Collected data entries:
☆ ☆ ☆ ☆
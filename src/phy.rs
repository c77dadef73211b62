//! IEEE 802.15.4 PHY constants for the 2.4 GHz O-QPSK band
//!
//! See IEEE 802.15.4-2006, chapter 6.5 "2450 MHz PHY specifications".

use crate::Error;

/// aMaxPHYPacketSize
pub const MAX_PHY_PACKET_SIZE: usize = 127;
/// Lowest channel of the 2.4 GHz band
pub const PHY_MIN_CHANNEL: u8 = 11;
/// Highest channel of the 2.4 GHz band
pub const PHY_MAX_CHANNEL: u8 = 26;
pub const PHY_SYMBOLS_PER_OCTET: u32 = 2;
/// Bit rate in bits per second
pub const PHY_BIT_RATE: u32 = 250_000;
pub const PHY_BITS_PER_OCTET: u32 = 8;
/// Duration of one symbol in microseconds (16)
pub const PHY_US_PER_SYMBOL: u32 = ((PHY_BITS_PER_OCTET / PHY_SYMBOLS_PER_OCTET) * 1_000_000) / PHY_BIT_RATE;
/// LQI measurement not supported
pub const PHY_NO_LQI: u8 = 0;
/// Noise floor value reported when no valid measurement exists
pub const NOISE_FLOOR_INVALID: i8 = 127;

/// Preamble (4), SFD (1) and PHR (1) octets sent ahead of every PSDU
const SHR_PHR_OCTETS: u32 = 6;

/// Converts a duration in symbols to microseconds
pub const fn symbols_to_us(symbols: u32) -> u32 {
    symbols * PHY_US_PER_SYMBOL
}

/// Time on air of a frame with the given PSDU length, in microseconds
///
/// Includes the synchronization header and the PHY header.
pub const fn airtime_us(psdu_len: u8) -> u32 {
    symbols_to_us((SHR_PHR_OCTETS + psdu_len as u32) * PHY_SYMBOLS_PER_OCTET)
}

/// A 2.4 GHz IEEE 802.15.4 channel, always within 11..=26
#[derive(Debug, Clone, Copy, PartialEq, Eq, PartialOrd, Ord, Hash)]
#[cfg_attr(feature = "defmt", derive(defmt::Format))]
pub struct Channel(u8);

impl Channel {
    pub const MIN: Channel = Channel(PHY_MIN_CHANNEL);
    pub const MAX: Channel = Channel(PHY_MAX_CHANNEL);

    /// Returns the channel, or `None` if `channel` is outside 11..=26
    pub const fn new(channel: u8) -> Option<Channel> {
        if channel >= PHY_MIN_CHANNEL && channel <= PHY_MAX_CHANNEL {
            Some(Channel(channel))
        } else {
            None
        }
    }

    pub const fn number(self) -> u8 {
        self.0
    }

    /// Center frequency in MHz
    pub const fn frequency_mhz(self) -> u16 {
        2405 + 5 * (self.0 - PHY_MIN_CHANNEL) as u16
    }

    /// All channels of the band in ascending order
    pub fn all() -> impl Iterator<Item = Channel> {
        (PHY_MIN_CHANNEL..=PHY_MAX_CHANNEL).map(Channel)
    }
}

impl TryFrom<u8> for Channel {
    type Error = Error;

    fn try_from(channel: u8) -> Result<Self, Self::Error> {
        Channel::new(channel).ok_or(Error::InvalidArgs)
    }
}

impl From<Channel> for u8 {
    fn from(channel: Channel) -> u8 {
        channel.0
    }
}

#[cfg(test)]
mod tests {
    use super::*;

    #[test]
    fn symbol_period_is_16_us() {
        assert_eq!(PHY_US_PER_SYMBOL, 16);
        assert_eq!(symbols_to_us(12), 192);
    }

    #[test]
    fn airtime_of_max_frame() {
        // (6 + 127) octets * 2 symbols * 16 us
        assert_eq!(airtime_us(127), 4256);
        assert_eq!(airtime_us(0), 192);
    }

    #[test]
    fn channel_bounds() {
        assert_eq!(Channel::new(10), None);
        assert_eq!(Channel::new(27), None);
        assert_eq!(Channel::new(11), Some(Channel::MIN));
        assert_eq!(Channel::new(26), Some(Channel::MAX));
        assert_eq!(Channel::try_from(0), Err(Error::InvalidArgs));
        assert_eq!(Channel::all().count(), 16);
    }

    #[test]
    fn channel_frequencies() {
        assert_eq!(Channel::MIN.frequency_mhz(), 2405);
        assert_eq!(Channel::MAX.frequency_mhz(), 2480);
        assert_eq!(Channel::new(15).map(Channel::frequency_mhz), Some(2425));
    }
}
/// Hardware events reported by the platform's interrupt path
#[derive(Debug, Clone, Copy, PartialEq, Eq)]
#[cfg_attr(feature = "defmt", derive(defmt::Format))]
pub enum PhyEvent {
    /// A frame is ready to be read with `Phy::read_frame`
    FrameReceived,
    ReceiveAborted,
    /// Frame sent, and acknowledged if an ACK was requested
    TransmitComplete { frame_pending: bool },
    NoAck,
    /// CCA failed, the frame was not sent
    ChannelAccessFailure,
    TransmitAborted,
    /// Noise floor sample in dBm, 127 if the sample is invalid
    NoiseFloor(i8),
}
☆ ☆ ☆ ☆
**WHAT IS NEEDED:** Line by line, output the records exactly as given.

**RESULT OF THE EXERCISE:**
filename src/phy.rs
repository c77dadef73211b62
//! IEEE 802.15.4 PHY constants for the 2.4 GHz O-QPSK band
//!
//! See IEEE 802.15.4-2006, chapter 6.5 "2450 MHz PHY specifications".

use crate::Error;

/// aMaxPHYPacketSize
pub const MAX_PHY_PACKET_SIZE: usize = 127;
/// Lowest channel of the 2.4 GHz band
pub const PHY_MIN_CHANNEL: u8 = 11;
/// Highest channel of the 2.4 GHz band
pub const PHY_MAX_CHANNEL: u8 = 26;
pub const PHY_SYMBOLS_PER_OCTET: u32 = 2;
/// Bit rate in bits per second
pub const PHY_BIT_RATE: u32 = 250_000;
pub const PHY_BITS_PER_OCTET: u32 = 8;
/// Duration of one symbol in microseconds (16)
pub const PHY_US_PER_SYMBOL: u32 = ((PHY_BITS_PER_OCTET / PHY_SYMBOLS_PER_OCTET) * 1_000_000) / PHY_BIT_RATE;
/// LQI measurement not supported
pub const PHY_NO_LQI: u8 = 0;
/// Noise floor value reported when no valid measurement exists
pub const NOISE_FLOOR_INVALID: i8 = 127;

/// Preamble (4), SFD (1) and PHR (1) octets sent ahead of every PSDU
const SHR_PHR_OCTETS: u32 = 6;

/// Converts a duration in symbols to microseconds
pub const fn symbols_to_us(symbols: u32) -> u32 {
    symbols * PHY_US_PER_SYMBOL
}

/// Time on air of a frame with the given PSDU length, in microseconds
///
/// Includes the synchronization header and the PHY header.
pub const fn airtime_us(psdu_len: u8) -> u32 {
    symbols_to_us((SHR_PHR_OCTETS + psdu_len as u32) * PHY_SYMBOLS_PER_OCTET)
}

/// A 2.4 GHz IEEE 802.15.4 channel, always within 11..=26
#[derive(Debug, Clone, Copy, PartialEq, Eq, PartialOrd, Ord, Hash)]
#[cfg_attr(feature = "defmt", derive(defmt::Format))]
pub struct Channel(u8);

impl Channel {
    pub const MIN: Channel = Channel(PHY_MIN_CHANNEL);
    pub const MAX: Channel = Channel(PHY_MAX_CHANNEL);

    /// Returns the channel, or `None` if `channel` is outside 11..=26
    pub const fn new(channel: u8) -> Option<Channel> {
        if channel >= PHY_MIN_CHANNEL && channel <= PHY_MAX_CHANNEL {
            Some(Channel(channel))
        } else {
            None
        }
    }

    pub const fn number(self) -> u8 {
        self.0
    }

    /// Center frequency in MHz
    pub const fn frequency_mhz(self) -> u16 {
        2405 + 5 * (self.0 - PHY_MIN_CHANNEL) as u16
    }

    /// All channels of the band in ascending order
    pub fn all() -> impl Iterator<Item = Channel> {
        (PHY_MIN_CHANNEL..=PHY_MAX_CHANNEL).map(Channel)
    }
}

impl TryFrom<u8> for Channel {
    type Error = Error;

    fn try_from(channel: u8) -> Result<Self, Self::Error> {
        Channel::new(channel).ok_or(Error::InvalidArgs)
    }
}

impl From<Channel> for u8 {
    fn from(channel: Channel) -> u8 {
        channel.0
    }
}

#[cfg(test)]
mod tests {
    use super::*;

    #[test]
    fn symbol_period_is_16_us() {
        assert_eq!(PHY_US_PER_SYMBOL, 16);
        assert_eq!(symbols_to_us(12), 192);
    }

    #[test]
    fn airtime_of_max_frame() {
        // (6 + 127) octets * 2 symbols * 16 us
        assert_eq!(airtime_us(127), 4256);
        assert_eq!(airtime_us(0), 192);
    }

    #[test]
    fn channel_bounds() {
        assert_eq!(Channel::new(10), None);
        assert_eq!(Channel::new(27), None);
        assert_eq!(Channel::new(11), Some(Channel::MIN));
        assert_eq!(Channel::new(26), Some(Channel::MAX));
        assert_eq!(Channel::try_from(0), Err(Error::InvalidArgs));
        assert_eq!(Channel::all().count(), 16);
    }

    #[test]
    fn channel_frequencies() {
        assert_eq!(Channel::MIN.frequency_mhz(), 2405);
        assert_eq!(Channel::MAX.frequency_mhz(), 2480);
        assert_eq!(Channel::new(15).map(Channel::frequency_mhz), Some(2425));
    }
}
/// Hardware events reported by the platform's interrupt path
#[derive(Debug, Clone, Copy, PartialEq, Eq)]
#[cfg_attr(feature = "defmt", derive(defmt::Format))]
pub enum PhyEvent {
    /// A frame is ready to be read with `Phy::read_frame`
    FrameReceived,
    ReceiveAborted,
    /// Frame sent, and acknowledged if an ACK was requested
    TransmitComplete { frame_pending: bool },
    NoAck,
    /// CCA failed, the frame was not sent
    ChannelAccessFailure,
    TransmitAborted,
    /// Noise floor sample in dBm, 127 if the sample is invalid
    NoiseFloor(i8),
}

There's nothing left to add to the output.